## AIM OF THE TASK
Where does "matches" occur in the listing? Copy every line that holds it.

(MATERIAL FOR THE TASK begins)

//! Water temperature extraction from the beach webcam page.
//!
//! The page lists weather facts as `<li>` items. The sea temperature item
//! carries the label `Temp. do mar` followed by a child element holding the
//! value as digits in tenths of a degree and an ordinal-style degree sign:
//!
//! ```text
//! <li><span>Temp. do mar</span><p>185º</p></li>   =>  18.5
//! ```
//!
//! Extraction first looks at every `<li>` whose text contains the label, in
//! document order. When no list item yields a value the raw text of the
//! whole page is scanned instead, so fragments that are not well-formed HTML
//! still work.

use std::borrow::Cow;

use scraper::{Html, Selector};
use tracing::debug;

use crate::error::ExtractionError;

/// Localized label that precedes the sea temperature.
pub const SEA_TEMPERATURE_LABEL: &str = "Temp. do mar";

/// Characters accepted as the terminating degree sign.
///
/// The page uses the masculine ordinal indicator (`º`); the real degree sign
/// (`°`) is accepted as well.
pub const DEGREE_SIGNS: [char; 2] = ['º', '°'];

/// Extract the sea temperature in degrees Celsius from page text.
///
/// # Errors
///
/// - [`ExtractionError::MarkerNotFound`] if the label is absent.
/// - [`ExtractionError::MissingDegreeSign`] if no degree sign follows it.
/// - [`ExtractionError::EmptyDigits`] if no digits precede the degree sign.
/// - [`ExtractionError::NonFinite`] if the digits overflow to infinity.
///
/// # Example
///
/// ```
/// use matoswim_core::extract_temperature;
///
/// let page = "<ul><li>Temp. do mar<p>185º</p></li></ul>";
/// assert_eq!(extract_temperature(page), Ok(18.5));
/// ```
pub fn extract_temperature(page: &str) -> Result<f64, ExtractionError> {
    if !page.contains(SEA_TEMPERATURE_LABEL) {
        return Err(ExtractionError::MarkerNotFound);
    }

    for item in labelled_list_items(page) {
        match parse_after_label(&item) {
            Ok(value) => return Ok(value),
            Err(e) => debug!("List item with sea temperature label rejected: {}", e),
        }
    }

    parse_after_label(&decode_degree_entities(page))
}

/// Character references the page may use for the degree sign.
const DEGREE_ENTITIES: [(&str, char); 6] = [
    ("&ordm;", 'º'),
    ("&#186;", 'º'),
    ("&#xBA;", 'º'),
    ("&deg;", '°'),
    ("&#176;", '°'),
    ("&#xB0;", '°'),
];

/// Replace degree-sign character references with the characters themselves.
///
/// The list item path gets this from the HTML parser; the raw-text scan
/// needs it done by hand.
fn decode_degree_entities(text: &str) -> Cow<'_, str> {
    if !text.contains('&') {
        return Cow::Borrowed(text);
    }
    let mut decoded = text.to_string();
    for (entity, sign) in DEGREE_ENTITIES {
        if decoded.contains(entity) {
            decoded = decoded.replace(entity, sign.encode_utf8(&mut [0; 4]));
        }
    }
    Cow::Owned(decoded)
}

/// Text content of every `<li>` that contains the label.
fn labelled_list_items(page: &str) -> Vec<String> {
    let Ok(selector) = Selector::parse("li") else {
        return Vec::new();
    };
    let document = Html::parse_document(page);

    document
        .select(&selector)
        .map(|li| li.text().collect::<String>())
        .filter(|text| text.contains(SEA_TEMPERATURE_LABEL))
        .collect()
}

/// Parse the digits between the label and the next degree sign.
///
/// Markup tags inside the span are dropped, then every remaining non-digit
/// character is stripped. The span never extends past the end of the
/// enclosing list item.
fn parse_after_label(text: &str) -> Result<f64, ExtractionError> {
    let start = text
        .find(SEA_TEMPERATURE_LABEL)
        .ok_or(ExtractionError::MarkerNotFound)?
        + SEA_TEMPERATURE_LABEL.len();

    let rest = &text[start..];
    let scope = rest.split("</li>").next().unwrap_or(rest);

    let end = scope
        .find(|c: char| DEGREE_SIGNS.contains(&c))
        .ok_or(ExtractionError::MissingDegreeSign)?;

    let digits: String = strip_tags(&scope[..end])
        .chars()
        .filter(char::is_ascii_digit)
        .collect();

    if digits.is_empty() {
        return Err(ExtractionError::EmptyDigits);
    }

    let tenths: f64 = digits
        .parse()
        .map_err(|_| ExtractionError::NonFinite(digits.clone()))?;
    let value = tenths / 10.0;

    if !value.is_finite() {
        return Err(ExtractionError::NonFinite(digits));
    }

    Ok(value)
}

/// Remove everything between `<` and `>`.
fn strip_tags(span: &str) -> String {
    let mut out = String::with_capacity(span.len());
    let mut in_tag = false;
    for c in span.chars() {
        match c {
            '<' => in_tag = true,
            '>' => in_tag = false,
            _ if !in_tag => out.push(c),
            _ => {}
        }
    }
    out
}
//! Core types for water temperature readings.

use core::fmt;

#[cfg(feature = "serde")]
use serde::{Deserialize, Serialize};
use time::format_description::well_known::Rfc3339;
use time::macros::format_description;
use time::{OffsetDateTime, Time};

use crate::error::{ParseError, ParseResult};

/// Text shown by the display layer when no reading is known.
pub const NOT_AVAILABLE: &str = "not available";

/// Title used for every threshold alert.
pub const ALERT_TITLE: &str = "Water Temperature Alert";

/// Where a [`Reading`] came from.
#[derive(Debug, Clone, Copy, PartialEq, Eq, Hash)]
#[cfg_attr(feature = "serde", derive(Serialize, Deserialize))]
#[cfg_attr(feature = "serde", serde(rename_all = "lowercase"))]
pub enum ReadingSource {
    /// Extracted from the live page during a poll cycle.
    Live,
    /// Restored from the persistence store at activation.
    Persisted,
    /// Taken from the bundled seed table for today's date.
    Seed,
}

impl fmt::Display for ReadingSource {
    fn fmt(&self, f: &mut fmt::Formatter<'_>) -> fmt::Result {
        match self {
            ReadingSource::Live => write!(f, "live"),
            ReadingSource::Persisted => write!(f, "persisted"),
            ReadingSource::Seed => write!(f, "seed"),
        }
    }
}

/// A single water temperature value with its acquisition time.
///
/// Readings are immutable; a newer one either replaces the current reading
/// or is discarded.
#[derive(Debug, Clone, PartialEq)]
#[cfg_attr(feature = "serde", derive(Serialize, Deserialize))]
pub struct Reading {
    /// Temperature in degrees Celsius.
    pub value: f64,
    /// Wall-clock time of acquisition.
    #[cfg_attr(feature = "serde", serde(with = "time::serde::rfc3339"))]
    pub timestamp: OffsetDateTime,
    /// Origin of the value.
    pub source: ReadingSource,
}

impl Reading {
    /// Create a live reading.
    #[must_use]
    pub fn new(value: f64, timestamp: OffsetDateTime) -> Self {
        Self {
            value,
            timestamp,
            source: ReadingSource::Live,
        }
    }

    /// Return the same reading tagged with a different source.
    #[must_use]
    pub fn with_source(mut self, source: ReadingSource) -> Self {
        self.source = source;
        self
    }

    /// The value formatted to one decimal place (e.g. `"18.5"`).
    #[must_use]
    pub fn formatted_value(&self) -> String {
        format_value(self.value)
    }

    /// The acquisition time as `HH:mm:ss`.
    #[must_use]
    pub fn time_of_day(&self) -> String {
        format_time_of_day(self.timestamp)
    }

    /// Whether two values are equal once formatted to one decimal place.
    ///
    /// This is the comparison used to discard unchanged readings.
    #[must_use]
    pub fn same_value(&self, other: &Reading) -> bool {
        self.formatted_value() == other.formatted_value()
    }
}

impl fmt::Display for Reading {
    fn fmt(&self, f: &mut fmt::Formatter<'_>) -> fmt::Result {
        write!(f, "{}°C at {}", self.formatted_value(), self.time_of_day())
    }
}

/// Outcome of submitting a candidate reading to the tracker.
#[derive(Debug, Clone, PartialEq)]
pub enum ChangeResult {
    /// The value matched the current reading; nothing changed.
    Unchanged,
    /// The reading replaced the current one.
    Changed(Reading),
}

impl ChangeResult {
    /// Returns `true` for [`ChangeResult::Changed`].
    #[must_use]
    pub fn is_changed(&self) -> bool {
        matches!(self, ChangeResult::Changed(_))
    }
}

/// Notification content for a threshold crossing.
#[derive(Debug, Clone, PartialEq)]
#[cfg_attr(feature = "serde", derive(Serialize, Deserialize))]
pub struct Alert {
    /// Notification title.
    pub title: String,
    /// Notification body.
    pub body: String,
    /// The temperature that triggered the alert.
    pub value: f64,
}

impl Alert {
    /// Build the alert for a temperature value.
    ///
    /// # Examples
    ///
    /// ```
    /// use matoswim_types::Alert;
    ///
    /// let alert = Alert::for_value(20.0);
    /// assert_eq!(alert.title, "Water Temperature Alert");
    /// assert!(alert.body.contains("20.0°C"));
    /// ```
    #[must_use]
    pub fn for_value(value: f64) -> Self {
        Self {
            title: ALERT_TITLE.to_string(),
            body: format!(
                "The water temperature in Matosinhos is now {}°C!",
                format_value(value)
            ),
            value,
        }
    }
}

/// Display-ready view of the tracker state.
#[derive(Debug, Clone, PartialEq)]
#[cfg_attr(feature = "serde", derive(Serialize, Deserialize))]
pub struct TrackerSnapshot {
    /// Current value formatted to one decimal, if known.
    pub temperature: Option<String>,
    /// Text for the display layer: `"18.5°C"` or [`NOT_AVAILABLE`].
    pub display: String,
    /// Acquisition time of the current reading as `HH:mm:ss`.
    pub last_updated: Option<String>,
    /// Origin of the current reading.
    pub source: Option<ReadingSource>,
    /// Alert threshold in degrees Celsius.
    pub threshold: f64,
    /// Whether alerts are enabled.
    pub notifications_enabled: bool,
    /// Number of entries in the in-memory log.
    pub log_len: usize,
}

impl TrackerSnapshot {
    /// Build a snapshot from the current reading and settings.
    #[must_use]
    pub fn new(
        current: Option<&Reading>,
        threshold: f64,
        notifications_enabled: bool,
        log_len: usize,
    ) -> Self {
        Self {
            temperature: current.map(Reading::formatted_value),
            display: display_text(current),
            last_updated: current.map(Reading::time_of_day),
            source: current.map(|r| r.source),
            threshold,
            notifications_enabled,
            log_len,
        }
    }
}

/// Text the display layer renders for an optional reading.
#[must_use]
pub fn display_text(reading: Option<&Reading>) -> String {
    match reading {
        Some(r) => format!("{}°C", r.formatted_value()),
        None => NOT_AVAILABLE.to_string(),
    }
}

/// Format a temperature to one decimal place.
#[must_use]
pub fn format_value(value: f64) -> String {
    format!("{value:.1}")
}

/// Parse a stored temperature string such as `"18.5"`.
pub fn parse_value(s: &str) -> ParseResult<f64> {
    let trimmed = s.trim();
    let value: f64 = trimmed
        .parse()
        .map_err(|_| ParseError::InvalidTemperature(s.to_string()))?;
    if !value.is_finite() {
        return Err(ParseError::NonFinite(s.to_string()));
    }
    Ok(value)
}

/// Format a timestamp as `HH:mm:ss`.
#[must_use]
pub fn format_time_of_day(timestamp: OffsetDateTime) -> String {
    let format = format_description!("[hour]:[minute]:[second]");
    timestamp
        .format(&format)
        .unwrap_or_else(|_| timestamp.time().to_string())
}

/// Parse an `HH:mm:ss` time of day.
pub fn parse_time_of_day(s: &str) -> ParseResult<Time> {
    let format = format_description!("[hour]:[minute]:[second]");
    Time::parse(s.trim(), &format).map_err(|_| ParseError::InvalidTime(s.to_string()))
}

/// Format a timestamp as RFC 3339.
#[must_use]
pub fn format_rfc3339(timestamp: OffsetDateTime) -> String {
    timestamp
        .format(&Rfc3339)
        .unwrap_or_else(|_| timestamp.unix_timestamp().to_string())
}

/// Parse an RFC 3339 timestamp.
pub fn parse_rfc3339(s: &str) -> ParseResult<OffsetDateTime> {
    OffsetDateTime::parse(s.trim(), &Rfc3339).map_err(|_| ParseError::InvalidTime(s.to_string()))
}
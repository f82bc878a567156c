//! End-to-end tests of the polling pipeline with mock collaborators.

use std::sync::Arc;
use std::time::Duration;

use matoswim_core::{
    CycleOutcome, KeyValueStore, MemoryStore, MockFetcher, Monitor, MonitorOptions, NOT_AVAILABLE,
    Preferences, ReadingSource, RecordingNotifier, SeedData, keys, page_with_temperature,
};

fn enabled_store() -> MemoryStore {
    let store = MemoryStore::new();
    store.set(keys::NOTIFICATIONS_ENABLED, "true").unwrap();
    store.set(keys::TEMPERATURE_THRESHOLD, "18.0").unwrap();
    store
}

fn monitor(
    store: MemoryStore,
    seed: Option<&SeedData>,
    fetcher: &Arc<MockFetcher>,
    notifier: &Arc<RecordingNotifier>,
) -> Monitor {
    Monitor::new(
        Preferences::new(store),
        seed,
        fetcher.clone(),
        notifier.clone(),
        MonitorOptions::default(),
    )
}

#[tokio::test(start_paused = true)]
async fn test_burst_within_debounce_alerts_once_with_latest_value() {
    let fetcher = Arc::new(MockFetcher::new());
    for value in [17.0, 19.0, 19.0, 20.0] {
        fetcher.push_page(page_with_temperature(value));
    }
    let notifier = Arc::new(RecordingNotifier::new());
    let monitor = monitor(enabled_store(), None, &fetcher, &notifier);

    // The activation cycle consumes the first page.
    monitor.start().await;
    tokio::time::sleep(Duration::from_millis(1)).await;
    assert_eq!(fetcher.fetch_count(), 1);

    assert!(matches!(
        monitor.poller().refresh().await,
        CycleOutcome::Updated(_)
    ));
    assert_eq!(monitor.poller().refresh().await, CycleOutcome::Unchanged);
    assert!(matches!(
        monitor.poller().refresh().await,
        CycleOutcome::Updated(_)
    ));

    tokio::time::sleep(Duration::from_secs(11)).await;

    let alerts = notifier.alerts();
    assert_eq!(alerts.len(), 1);
    assert_eq!(alerts[0].value, 20.0);
    assert_eq!(alerts[0].title, "Water Temperature Alert");
    assert_eq!(
        alerts[0].body,
        "The water temperature in Matosinhos is now 20.0°C!"
    );

    let tracker = monitor.tracker().lock().await;
    let log: Vec<f64> = tracker.log().map(|r| r.value).collect();
    assert_eq!(log, vec![17.0, 19.0, 20.0]);
    drop(tracker);

    monitor.shutdown().await;
}

#[tokio::test(start_paused = true)]
async fn test_alerts_respect_cooldown() {
    let fetcher = Arc::new(MockFetcher::new());
    fetcher.push_page(page_with_temperature(19.0));
    let notifier = Arc::new(RecordingNotifier::new());
    let monitor = monitor(enabled_store(), None, &fetcher, &notifier);

    monitor.start().await;
    tokio::time::sleep(Duration::from_secs(11)).await;
    assert_eq!(notifier.count(), 1);

    // Fires 20s after the first alert: inside the cooldown.
    tokio::time::sleep(Duration::from_secs(9)).await;
    fetcher.push_page(page_with_temperature(21.0));
    monitor.poller().refresh().await;
    tokio::time::sleep(Duration::from_secs(11)).await;
    assert_eq!(notifier.count(), 1);

    // Fires 80s after the first alert.
    tokio::time::sleep(Duration::from_secs(49)).await;
    fetcher.push_page(page_with_temperature(22.0));
    monitor.poller().refresh().await;
    tokio::time::sleep(Duration::from_secs(11)).await;

    let alerts = notifier.alerts();
    assert_eq!(alerts.len(), 2);
    assert_eq!(alerts[1].value, 22.0);

    monitor.shutdown().await;
}

#[tokio::test(start_paused = true)]
async fn test_failed_delivery_is_not_counted_for_cooldown() {
    let fetcher = Arc::new(MockFetcher::new());
    fetcher.push_page(page_with_temperature(19.0));
    let notifier = Arc::new(RecordingNotifier::new());
    notifier.set_failing(true);
    let monitor = monitor(enabled_store(), None, &fetcher, &notifier);

    monitor.start().await;
    tokio::time::sleep(Duration::from_secs(11)).await;
    assert_eq!(notifier.count(), 0);

    notifier.set_failing(false);
    fetcher.push_page(page_with_temperature(19.5));
    monitor.poller().refresh().await;
    tokio::time::sleep(Duration::from_secs(11)).await;
    assert_eq!(notifier.count(), 1);

    monitor.shutdown().await;
}

#[tokio::test(start_paused = true)]
async fn test_disabled_notifications_never_alert() {
    let fetcher = Arc::new(MockFetcher::with_temperature(21.0));
    let notifier = Arc::new(RecordingNotifier::new());
    let monitor = monitor(MemoryStore::new(), None, &fetcher, &notifier);

    monitor.start().await;
    tokio::time::sleep(Duration::from_secs(30)).await;

    assert_eq!(notifier.count(), 0);
    assert_eq!(
        monitor.tracker().lock().await.current().map(|r| r.value),
        Some(21.0)
    );
    monitor.shutdown().await;
}

#[tokio::test(start_paused = true)]
async fn test_three_failed_fetches_keep_reading() {
    let fetcher = Arc::new(MockFetcher::with_temperature(18.5));
    let notifier = Arc::new(RecordingNotifier::new());
    let monitor = monitor(enabled_store(), None, &fetcher, &notifier);

    monitor.start().await;
    tokio::time::sleep(Duration::from_secs(11)).await;
    let before = monitor.tracker().lock().await.current().cloned().unwrap();
    assert_eq!(notifier.count(), 1);

    fetcher.set_failing(true);
    for _ in 0..3 {
        assert!(matches!(
            monitor.poller().refresh().await,
            CycleOutcome::FetchFailed(_)
        ));
    }
    tokio::time::sleep(Duration::from_secs(120)).await;

    let tracker = monitor.tracker().lock().await;
    assert_eq!(tracker.current(), Some(&before));
    assert!(tracker.pending_deadline().is_none());
    drop(tracker);
    assert_eq!(notifier.count(), 1);
    assert_eq!(monitor.poller().stats().consecutive_failures, 3);

    monitor.shutdown().await;
}

#[tokio::test]
async fn test_empty_bootstrap_without_seed_entry() {
    let fetcher = Arc::new(MockFetcher::new());
    let notifier = Arc::new(RecordingNotifier::new());
    let seed = SeedData::default();
    let monitor = monitor(MemoryStore::new(), Some(&seed), &fetcher, &notifier);

    let snapshot = monitor.tracker().lock().await.snapshot();
    assert_eq!(snapshot.display, NOT_AVAILABLE);
    assert!(snapshot.temperature.is_none());
}

#[tokio::test]
async fn test_reading_survives_restart() {
    let store = MemoryStore::new();
    let fetcher = Arc::new(MockFetcher::with_temperature(18.7));
    let notifier = Arc::new(RecordingNotifier::new());

    let first = monitor(store.clone(), None, &fetcher, &notifier);
    first.poller().refresh().await;
    let saved = first.tracker().lock().await.current().cloned().unwrap();

    let second = monitor(store, Some(&SeedData::bundled().unwrap()), &fetcher, &notifier);
    let tracker = second.tracker().lock().await;
    let restored = tracker.current().unwrap();
    assert_eq!(restored.value, 18.7);
    assert_eq!(restored.timestamp, saved.timestamp);
    assert_eq!(restored.source, ReadingSource::Persisted);
    assert_eq!(tracker.log_len(), 0);
}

(MATERIAL FOR THE TASK ends)

## WRITTEN ANSWER
        matches!(self, ChangeResult::Changed(_))
    assert!(matches!(
    assert!(matches!(
        assert!(matches!(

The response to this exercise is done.